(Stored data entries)
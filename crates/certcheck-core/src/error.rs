//! Error types module
//!
//! All failures surfaced to a caller are unified under [`AppError`]. Each
//! variant self-describes its HTTP status, machine-readable code, and log level
//! through [`ErrorMetadata`], so the web layer renders them uniformly.

use std::io;

/// Log level for error reporting
#[derive(Debug, Clone, Copy, PartialEq, Eq)]
pub enum LogLevel {
    /// Expected failures such as rejected input
    Debug,
    /// Recoverable issues
    Warn,
    /// Unexpected failures
    Error,
}

/// Metadata for error responses - defines how an error should be presented
pub trait ErrorMetadata {
    /// HTTP status code to return
    fn http_status_code(&self) -> u16;

    /// Machine-readable error code (e.g., "RECORD_STORE_ERROR")
    fn error_code(&self) -> &'static str;

    /// Client-facing message (may differ from internal error message)
    fn client_message(&self) -> String;

    /// Whether details should be hidden from clients
    fn is_sensitive(&self) -> bool;

    /// Log level for this error
    fn log_level(&self) -> LogLevel;
}

#[derive(Debug, thiserror::Error)]
pub enum AppError {
    #[error("Invalid input: {0}")]
    InvalidInput(String),

    #[error("Bad request: {0}")]
    BadRequest(String),

    #[error("Not found: {0}")]
    NotFound(String),

    #[error("File too large: {0}")]
    PayloadTooLarge(String),

    #[error("Record store error: {0}")]
    RecordStore(String),

    #[error("Storage error: {0}")]
    Storage(String),

    #[error("Image decode error: {0}")]
    ImageDecode(String),

    #[error("Classification error: {0}")]
    Classification(String),

    #[error("Internal error: {0}")]
    Internal(String),

    #[error("Internal error with source")]
    InternalWithSource {
        message: String,
        #[source]
        source: anyhow::Error,
    },
}

impl From<anyhow::Error> for AppError {
    fn from(err: anyhow::Error) -> Self {
        AppError::InternalWithSource {
            message: err.to_string(),
            source: err,
        }
    }
}

impl From<io::Error> for AppError {
    fn from(err: io::Error) -> Self {
        AppError::Internal(format!("IO error: {}", err))
    }
}

/// Static metadata for each variant: (http_status, error_code, sensitive, log_level).
fn app_error_static_metadata(err: &AppError) -> (u16, &'static str, bool, LogLevel) {
    match err {
        AppError::InvalidInput(_) => (400, "INVALID_INPUT", false, LogLevel::Debug),
        AppError::BadRequest(_) => (400, "BAD_REQUEST", false, LogLevel::Debug),
        AppError::NotFound(_) => (404, "NOT_FOUND", false, LogLevel::Debug),
        AppError::PayloadTooLarge(_) => (413, "PAYLOAD_TOO_LARGE", false, LogLevel::Debug),
        AppError::RecordStore(_) => (500, "RECORD_STORE_ERROR", true, LogLevel::Error),
        AppError::Storage(_) => (500, "STORAGE_ERROR", true, LogLevel::Error),
        // Decode failures happen after the extension check passed, e.g. a renamed .exe
        AppError::ImageDecode(_) => (500, "IMAGE_DECODE_ERROR", false, LogLevel::Warn),
        AppError::Classification(_) => (500, "CLASSIFICATION_ERROR", true, LogLevel::Error),
        AppError::Internal(_) => (500, "INTERNAL_ERROR", true, LogLevel::Error),
        AppError::InternalWithSource { .. } => (500, "INTERNAL_ERROR", true, LogLevel::Error),
    }
}

impl AppError {
    /// Get the error type name for detailed error responses
    pub fn error_type(&self) -> &str {
        match self {
            AppError::InvalidInput(_) => "InvalidInput",
            AppError::BadRequest(_) => "BadRequest",
            AppError::NotFound(_) => "NotFound",
            AppError::PayloadTooLarge(_) => "PayloadTooLarge",
            AppError::RecordStore(_) => "RecordStore",
            AppError::Storage(_) => "Storage",
            AppError::ImageDecode(_) => "ImageDecode",
            AppError::Classification(_) => "Classification",
            AppError::Internal(_) => "Internal",
            AppError::InternalWithSource { .. } => "Internal",
        }
    }

    /// Get detailed error information including error chain
    pub fn detailed_message(&self) -> String {
        use std::error::Error;

        let mut details = self.to_string();

        let mut source = self.source();
        let mut depth = 0;
        while let Some(err) = source {
            depth += 1;
            if depth > 5 {
                details.push_str("\n  ... (truncated)");
                break;
            }
            details.push_str(&format!("\n  Caused by: {}", err));
            source = err.source();
        }

        details
    }
}

impl ErrorMetadata for AppError {
    fn http_status_code(&self) -> u16 {
        app_error_static_metadata(self).0
    }

    fn error_code(&self) -> &'static str {
        app_error_static_metadata(self).1
    }

    fn is_sensitive(&self) -> bool {
        app_error_static_metadata(self).2
    }

    fn log_level(&self) -> LogLevel {
        app_error_static_metadata(self).3
    }

    fn client_message(&self) -> String {
        match self {
            AppError::InvalidInput(ref msg) => msg.clone(),
            AppError::BadRequest(ref msg) => msg.clone(),
            AppError::NotFound(ref msg) => msg.clone(),
            AppError::PayloadTooLarge(ref msg) => msg.clone(),
            AppError::RecordStore(_) => "Failed to access submission records".to_string(),
            AppError::Storage(_) => "Failed to access file storage".to_string(),
            AppError::ImageDecode(_) => "The uploaded file is not a readable image".to_string(),
            AppError::Classification(_) => "Failed to classify the document".to_string(),
            AppError::Internal(_) => "Internal server error".to_string(),
            AppError::InternalWithSource { .. } => "Internal server error".to_string(),
        }
    }
}

#[cfg(test)]
mod tests {
    use super::*;

    #[test]
    fn test_status_codes() {
        assert_eq!(AppError::InvalidInput("x".into()).http_status_code(), 400);
        assert_eq!(AppError::NotFound("x".into()).http_status_code(), 404);
        assert_eq!(AppError::PayloadTooLarge("x".into()).http_status_code(), 413);
        assert_eq!(AppError::RecordStore("x".into()).http_status_code(), 500);
        assert_eq!(AppError::Classification("x".into()).http_status_code(), 500);
    }

    #[test]
    fn test_sensitive_errors_hide_internal_message() {
        let err = AppError::RecordStore("/srv/details.json: permission denied".into());
        assert!(err.is_sensitive());
        assert!(!err.client_message().contains("/srv"));
        assert_eq!(err.log_level(), LogLevel::Error);
    }

    #[test]
    fn test_detailed_message_includes_source_chain() {
        let source = anyhow::anyhow!("disk full");
        let err = AppError::InternalWithSource {
            message: "save failed".to_string(),
            source,
        };
        assert!(err.detailed_message().contains("Caused by: disk full"));
        assert_eq!(err.error_type(), "Internal");
    }

    #[test]
    fn test_from_io_error() {
        let err: AppError = io::Error::new(io::ErrorKind::PermissionDenied, "denied").into();
        assert!(matches!(err, AppError::Internal(msg) if msg.contains("denied")));
    }
}
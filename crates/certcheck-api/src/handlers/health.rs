use std::sync::Arc;

use axum::{extract::State, Json};
use serde::Serialize;

use crate::error::HttpAppError;
use crate::state::AppState;

#[derive(Debug, Serialize)]
pub struct HealthResponse {
    pub status: &'static str,
    pub records: usize,
    pub classifier: String,
}

/// GET /health
///
/// Reports liveness along with the number of stored records, which also
/// proves the record store is readable.
pub async fn health_check(
    State(state): State<Arc<AppState>>,
) -> Result<Json<HealthResponse>, HttpAppError> {
    let records = state.submissions.count().await?;
    Ok(Json(HealthResponse {
        status: "ok",
        records,
        classifier: state.submissions.classifier().classifier_name().to_string(),
    }))
}
use certcheck_services::{ClassifyError, DocumentClassifier, ImageTensor};
use std::path::PathBuf;

/// Truncate a string to max_len characters, appending "..." if truncated.
pub fn truncate_string(s: &str, max_len: usize) -> String {
    if s.chars().count() <= max_len {
        s.to_string()
    } else {
        let kept: String = s.chars().take(max_len.saturating_sub(3)).collect();
        format!("{}...", kept)
    }
}

/// Stand-in for commands that never classify, such as `list` and `delete`.
///
/// Scoring fails with [`ClassifyError::ModelLoad`] so a misuse is reported
/// instead of producing a verdict.
#[derive(Debug, Clone)]
pub struct UnloadedClassifier {
    path: PathBuf,
}

impl UnloadedClassifier {
    pub fn new(path: impl Into<PathBuf>) -> Self {
        Self { path: path.into() }
    }
}

impl DocumentClassifier for UnloadedClassifier {
    fn name(&self) -> &str {
        "unloaded"
    }

    fn score(&self, _input: ImageTensor) -> Result<f32, ClassifyError> {
        Err(ClassifyError::ModelLoad {
            path: self.path.clone(),
            message: "model not loaded for this command".to_string(),
        })
    }
}

/// Initialize tracing for CLI binaries.
pub fn init_tracing() {
    tracing_subscriber::fmt()
        .with_writer(std::io::stderr)
        .with_env_filter(
            tracing_subscriber::EnvFilter::try_from_default_env()
                .unwrap_or_else(|_| tracing_subscriber::EnvFilter::new("warn")),
        )
        .init();
}

#[cfg(test)]
mod tests {
    use super::*;

    #[test]
    fn truncate_string_short() {
        assert_eq!(truncate_string("hello", 10), "hello");
        assert_eq!(truncate_string("", 5), "");
    }

    #[test]
    fn truncate_string_exact() {
        assert_eq!(truncate_string("hello", 5), "hello");
    }

    #[test]
    fn truncate_string_long() {
        assert_eq!(truncate_string("hello world", 8), "hello...");
        assert_eq!(truncate_string("abc", 2), "...");
    }

    #[test]
    fn truncate_string_multibyte() {
        assert_eq!(truncate_string("Zoë Ångström", 6), "Zoë...");
    }

    #[test]
    fn unloaded_classifier_refuses_to_score() {
        let classifier = UnloadedClassifier::new("model.onnx");
        let input = ImageTensor::zeros((1, 224, 224, 3));

        let result = classifier.score(input);

        assert!(matches!(result, Err(ClassifyError::ModelLoad { .. })));
        assert_eq!(classifier.input_size(), 224);
    }
}
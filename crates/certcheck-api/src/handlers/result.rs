use axum::{extract::Path, response::Html};
use certcheck_core::{AppError, Verdict};

use crate::error::HttpAppError;
use crate::views;

/// GET /uploads/{label}/{filename}
///
/// Shows the verdict for an upload next to the stored image. Labels other
/// than `Real` and `Fake` are not found.
#[tracing::instrument(fields(operation = "show_result"))]
pub async fn show_result(
    Path((label, filename)): Path<(String, String)>,
) -> Result<Html<String>, HttpAppError> {
    let verdict: Verdict = label
        .parse()
        .map_err(|_| HttpAppError(AppError::NotFound(format!("Unknown result '{}'", label))))?;

    Ok(Html(views::result(verdict, &filename)))
}
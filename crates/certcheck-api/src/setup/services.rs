//! Service initialization and application state setup

use crate::state::AppState;
use anyhow::{Context, Result};
use certcheck_core::Config;
use certcheck_services::{
    ClassificationService, DocumentClassifier, LocalStorage, RecordStore, SubmissionRepository,
    SubmissionService, UploadValidator,
};
use std::sync::Arc;

/// Open the record store and upload directory and wire them to `classifier`
pub async fn initialize_services(
    config: &Config,
    classifier: Arc<dyn DocumentClassifier>,
) -> Result<Arc<AppState>> {
    let store = RecordStore::open(&config.details_file)
        .await
        .with_context(|| format!("Failed to open record store {}", config.details_file.display()))?;
    let repository = SubmissionRepository::new(store);
    let existing = repository.len().await.context("Failed to read record store")?;

    let storage = LocalStorage::new(&config.upload_folder)
        .await
        .context("Failed to prepare upload directory")?;

    let validator = UploadValidator::from_config(config);
    let classification = ClassificationService::new(classifier, config.classifier_threshold);

    tracing::info!(
        details_file = %config.details_file.display(),
        upload_folder = %config.upload_folder.display(),
        records = existing,
        classifier = %classification.classifier_name(),
        threshold = config.classifier_threshold,
        "Services initialized"
    );

    let submissions =
        SubmissionService::new(repository, Arc::new(storage), validator, classification);

    Ok(Arc::new(AppState::new(config.clone(), submissions)))
}
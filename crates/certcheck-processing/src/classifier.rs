//! Document classifier adapter
//!
//! Wraps the pre-trained binary model behind [`DocumentClassifier`] so the
//! upload flow depends only on a score, and thresholds that score into a
//! [`Verdict`].

use crate::imaging::{preprocess, ImageTensor};
use certcheck_core::constants::CLASSIFIER_INPUT_SIZE;
use certcheck_core::{ClassificationOutcome, Verdict};
use std::fmt;
use std::path::{Path, PathBuf};
use std::sync::Arc;
use std::time::Instant;
use tract_onnx::prelude::*;

#[derive(Debug, thiserror::Error)]
pub enum ClassifyError {
    #[error("Failed to decode image: {0}")]
    Decode(String),

    #[error("Failed to load model from {path}: {message}")]
    ModelLoad { path: PathBuf, message: String },

    #[error("Inference failed: {0}")]
    Inference(String),

    #[error("Failed to read {path}: {source}")]
    Io {
        path: PathBuf,
        #[source]
        source: std::io::Error,
    },
}

/// A model that scores a preprocessed image.
///
/// Implementations return the single sigmoid output of the network, where
/// values near 1 mean the document looks genuine.
pub trait DocumentClassifier: Send + Sync + fmt::Debug {
    fn name(&self) -> &str;

    /// Side length of the square input the model expects
    fn input_size(&self) -> u32 {
        CLASSIFIER_INPUT_SIZE
    }

    fn score(&self, input: ImageTensor) -> Result<f32, ClassifyError>;
}

type OnnxPlan = TypedRunnableModel<TypedModel>;

/// ONNX model executed with tract
pub struct OnnxClassifier {
    path: PathBuf,
    input_size: u32,
    plan: OnnxPlan,
}

impl fmt::Debug for OnnxClassifier {
    fn fmt(&self, f: &mut fmt::Formatter<'_>) -> fmt::Result {
        f.debug_struct("OnnxClassifier")
            .field("path", &self.path)
            .field("input_size", &self.input_size)
            .finish_non_exhaustive()
    }
}

impl OnnxClassifier {
    /// Load and optimize the model at `path` for a `[1, 224, 224, 3]` input.
    pub fn load(path: impl AsRef<Path>) -> Result<Self, ClassifyError> {
        Self::load_with_size(path, CLASSIFIER_INPUT_SIZE)
    }

    pub fn load_with_size(path: impl AsRef<Path>, input_size: u32) -> Result<Self, ClassifyError> {
        let path = path.as_ref().to_path_buf();
        let start = Instant::now();
        let side = input_size as usize;

        let plan = tract_onnx::onnx()
            .model_for_path(&path)
            .and_then(|model| model.with_input_fact(0, f32::fact([1, side, side, 3]).into()))
            .and_then(|model| model.into_optimized())
            .and_then(|model| model.into_runnable())
            .map_err(|e| ClassifyError::ModelLoad {
                path: path.clone(),
                message: e.to_string(),
            })?;

        tracing::info!(
            path = %path.display(),
            input_size,
            duration_ms = start.elapsed().as_secs_f64() * 1000.0,
            "Classifier model loaded"
        );

        Ok(Self {
            path,
            input_size,
            plan,
        })
    }

    pub fn path(&self) -> &Path {
        &self.path
    }
}

impl DocumentClassifier for OnnxClassifier {
    fn name(&self) -> &str {
        "onnx"
    }

    fn input_size(&self) -> u32 {
        self.input_size
    }

    fn score(&self, input: ImageTensor) -> Result<f32, ClassifyError> {
        let tensor: Tensor = input.into();
        let outputs = self
            .plan
            .run(tvec!(tensor.into()))
            .map_err(|e| ClassifyError::Inference(e.to_string()))?;

        let output = outputs
            .first()
            .ok_or_else(|| ClassifyError::Inference("model produced no outputs".to_string()))?;
        let view = output
            .to_array_view::<f32>()
            .map_err(|e| ClassifyError::Inference(e.to_string()))?;

        view.iter()
            .next()
            .copied()
            .ok_or_else(|| ClassifyError::Inference("model output is empty".to_string()))
    }
}

/// Runs the classifier off the async runtime and thresholds its score
#[derive(Clone)]
pub struct ClassificationService {
    classifier: Arc<dyn DocumentClassifier>,
    threshold: f32,
}

impl ClassificationService {
    pub fn new(classifier: Arc<dyn DocumentClassifier>, threshold: f32) -> Self {
        Self {
            classifier,
            threshold,
        }
    }

    pub fn threshold(&self) -> f32 {
        self.threshold
    }

    pub fn classifier_name(&self) -> &str {
        self.classifier.name()
    }

    /// Classify an encoded image held in memory.
    #[tracing::instrument(skip(self, data), fields(classifier = %self.classifier.name(), size_bytes = data.len()))]
    pub async fn classify_bytes(&self, data: Vec<u8>) -> Result<ClassificationOutcome, ClassifyError> {
        let classifier = Arc::clone(&self.classifier);
        let threshold = self.threshold;
        let start = Instant::now();

        let outcome = tokio::task::spawn_blocking(move || {
            let input = preprocess(&data, classifier.input_size())?;
            let score = classifier.score(input)?;
            Ok::<_, ClassifyError>(ClassificationOutcome::from_score(score, threshold))
        })
        .await
        .map_err(|e| ClassifyError::Inference(format!("classifier task failed: {}", e)))??;

        tracing::info!(
            score = outcome.score,
            verdict = %outcome.verdict,
            duration_ms = start.elapsed().as_secs_f64() * 1000.0,
            "Document classified"
        );

        Ok(outcome)
    }

    /// Classify the image stored at `path`.
    pub async fn classify_file(&self, path: &Path) -> Result<ClassificationOutcome, ClassifyError> {
        let data = tokio::fs::read(path)
            .await
            .map_err(|source| ClassifyError::Io {
                path: path.to_path_buf(),
                source,
            })?;
        self.classify_bytes(data).await
    }

    /// Only the verdict for the image at `path`.
    pub async fn predict(&self, path: &Path) -> Result<Verdict, ClassifyError> {
        Ok(self.classify_file(path).await?.verdict)
    }
}

impl fmt::Debug for ClassificationService {
    fn fmt(&self, f: &mut fmt::Formatter<'_>) -> fmt::Result {
        f.debug_struct("ClassificationService")
            .field("classifier", &self.classifier)
            .field("threshold", &self.threshold)
            .finish()
    }
}

#[cfg(test)]
mod tests {
    use super::*;
    use crate::test_helpers::{encode_png, solid_image, FixedScoreClassifier};
    use tempfile::tempdir;

    fn service(score: f32) -> ClassificationService {
        ClassificationService::new(Arc::new(FixedScoreClassifier::new(score)), 0.5)
    }

    #[tokio::test]
    async fn test_score_above_threshold_is_real() {
        let png = encode_png(&solid_image(16, 16, [200, 200, 200]));

        let outcome = service(0.9).classify_bytes(png).await.unwrap();

        assert_eq!(outcome.verdict, Verdict::Real);
        assert_eq!(outcome.score, 0.9);
    }

    #[tokio::test]
    async fn test_score_at_or_below_threshold_is_fake() {
        let png = encode_png(&solid_image(16, 16, [200, 200, 200]));

        assert_eq!(
            service(0.5).classify_bytes(png.clone()).await.unwrap().verdict,
            Verdict::Fake
        );
        assert_eq!(
            service(0.1).classify_bytes(png).await.unwrap().verdict,
            Verdict::Fake
        );
    }

    #[tokio::test]
    async fn test_classify_file_and_predict() {
        let dir = tempdir().unwrap();
        let path = dir.path().join("cert.png");
        std::fs::write(&path, encode_png(&solid_image(30, 20, [0, 0, 0]))).unwrap();

        let outcome = service(0.75).classify_file(&path).await.unwrap();
        assert_eq!(outcome.verdict, Verdict::Real);
        assert_eq!(service(0.2).predict(&path).await.unwrap(), Verdict::Fake);
    }

    #[tokio::test]
    async fn test_missing_file_is_io_error() {
        let dir = tempdir().unwrap();
        let result = service(0.9).classify_file(&dir.path().join("missing.png")).await;
        assert!(matches!(result, Err(ClassifyError::Io { .. })));
    }

    #[tokio::test]
    async fn test_undecodable_upload_is_decode_error() {
        let result = service(0.9).classify_bytes(b"not an image".to_vec()).await;
        assert!(matches!(result, Err(ClassifyError::Decode(_))));
    }

    #[test]
    fn test_missing_model_is_load_error() {
        let dir = tempdir().unwrap();
        let result = OnnxClassifier::load(dir.path().join("model.onnx"));
        assert!(matches!(result, Err(ClassifyError::ModelLoad { .. })));
    }
}
//! Image decoding and tensor preparation for the document classifier

use crate::classifier::ClassifyError;
use image::imageops::{self, FilterType};
use image::ImageReader;
use std::io::Cursor;
use tract_onnx::prelude::tract_ndarray::Array4;

/// Preprocessed image batch in NHWC layout
pub type ImageTensor = Array4<f32>;

/// Decode `data`, resize it to `size`x`size` and lay it out as a
/// `[1, size, size, 3]` tensor with values in `[0, 1]`.
///
/// Channels are ordered blue, green, red to match how the model was trained.
/// Aspect ratio is not preserved.
pub fn preprocess(data: &[u8], size: u32) -> Result<ImageTensor, ClassifyError> {
    let reader = ImageReader::new(Cursor::new(data))
        .with_guessed_format()
        .map_err(|e| ClassifyError::Decode(e.to_string()))?;
    let img = reader
        .decode()
        .map_err(|e| ClassifyError::Decode(e.to_string()))?;

    let rgb = img.to_rgb8();
    let resized = imageops::resize(&rgb, size, size, FilterType::Triangle);

    let side = size as usize;
    Ok(Array4::from_shape_fn((1, side, side, 3), |(_, y, x, c)| {
        let px = resized.get_pixel(x as u32, y as u32);
        px[2 - c] as f32 / 255.0
    }))
}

> Goal of the exercise
Up to and including the line with "use std::io;", transcribe the entries above exactly, starting from their first line.

> Written response
filename crates/certcheck-core/src/error.rs
//! Error types module
//!
//! All failures surfaced to a caller are unified under [`AppError`]. Each
//! variant self-describes its HTTP status, machine-readable code, and log level
//! through [`ErrorMetadata`], so the web layer renders them uniformly.

use std::io;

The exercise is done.